Por que os Estados Unidos vão enviar este tipo de munição à Ucrânia?
O secretário de Estado norte-americano, Antony Blinken, afirmou que o progresso da contraofensiva acelerou nas últimas semanas. "Esta nova assistência ajudará a sustentá-la e a criar ainda mais impulso", argumentou o chefe de diplomacia dos Estados Unidos, que esteve esta quarta-feira em Kiev para anunciar um pacote de apoio à Ucrânia no valor de quase mil milhões de euros.
Apesar de diversos oficiais citados pelos média norte-americanos terem julgado a lentidão e as táticas falhadas da contraofensiva ucraniana, os EUA continuam sem criticar publicamente a estratégia de Kiev. A nova ajuda de Washington inclui 163 milhões de euros em auxílio militar, segundo o Pentágono, que enviará, para além da munição com urânio empobrecido, sistemas antiblindados, sistemas táticos de navegação aérea e mais munição para os Sistemas de Foguetes de Artilharia de Alta Moblidade (HIMARS).
Os Estados Unidos já tinham anunciado, em julho, o envio de bombas de fragmentação para Kiev. A medida foi alvo de protestos, já que este armamento, que espalha pequenas bombas indiscriminadamente sobre uma grande área, pode afetar populações civis por décadas – pois nem todos os explosivos detonam imediatamente.
Outros países já enviaram munições com urânio empobrecido?
O Governo do Reino Unido anunciara em março que enviaria munições com urânio empobrecido para equipar os tanques britânicos Challenger 2. O Ministério da Defesa de Londres justificou a decisão referindo-se ao "baixo impacto" que o armamento teria na questão sanitária e ambiental.

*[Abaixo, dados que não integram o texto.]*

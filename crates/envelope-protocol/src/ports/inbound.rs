//! # Inbound Ports
//!
//! API trait defining what the envelope protocol service can do.

use crate::domain::{Address, Envelope, EnvelopeError, EnvelopeId, EnvelopeParams};
use async_trait::async_trait;

/// Envelope protocol API - inbound port.
///
/// Every mutation executes to completion with exclusive access to the
/// store and balances before the next begins; callers observe only
/// pre- or post-transition state.
#[async_trait]
pub trait EnvelopeApi: Send + Sync {
    /// Lock funds behind a secret commitment and a time window.
    ///
    /// Debits `amount` plus the protocol fee from the owner and stores
    /// a `Locked` envelope, atomically. Returns the assigned id.
    async fn create_envelope(&self, params: EnvelopeParams) -> Result<EnvelopeId, EnvelopeError>;

    /// Claim an envelope by revealing the secret.
    ///
    /// Valid only for the beneficiary, inside `[unlock, expiry)`, with
    /// the correct pre-image. Releases custody to the beneficiary.
    async fn claim(
        &self,
        envelope_id: EnvelopeId,
        secret: &[u8],
        claimant: Address,
    ) -> Result<(), EnvelopeError>;

    /// Reclaim an expired envelope.
    ///
    /// Valid only for the owner at or after expiry. Returns custody to
    /// the owner.
    async fn reclaim(&self, envelope_id: EnvelopeId, caller: Address)
        -> Result<(), EnvelopeError>;

    /// Get an envelope snapshot by id.
    async fn get_envelope(&self, envelope_id: EnvelopeId) -> Result<Envelope, EnvelopeError>;

    /// Next id to be assigned (count of envelopes ever created).
    async fn next_id(&self) -> EnvelopeId;

    /// Spendable balance of an account.
    async fn balance_of(&self, address: Address) -> u128;
}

Urânio empobrecido "é um componente padrão e não tem nada a ver com armas nucleares", disse a Defesa britânica num comunicado, citado pela BBC. "O Exército britânico utilizou urânio empobrecido nos seus projéteis perfurantes de blindados durante décadas", completou.
Qual foi a reação da Rússia?
A embaixada russa em Washington classificou o anúncio dos Estados Unidos como "um sinal claro de desumanidade". O Governo norte-americano, "obcecado com a ideia de infligir uma 'derrota estratégica' à Rússia, está pronto para lutar não só até ao último ucraniano, mas também para acabar com as gerações futuras", acrescentou.
"Os Estados Unidos estão a transferir deliberadamente armas com efeitos indiscriminados", escreveu a representação russa na rede de mensagens Telegram. Washington "está totalmente consciente das consequências: as explosões dessas munições resultam na formação de uma nuvem radioativa móvel", acusou a embaixada.
Em março, após o anúncio do Reino Unido, Vladimir Putin alertou que Moscovo seria "forçado a reagir". "Se tudo isto acontecer, a Rússia terá de responder em conformidade, dado que o Ocidente coletivamente já está a começar a usar armas com componente nuclear", declarou o presidente russo.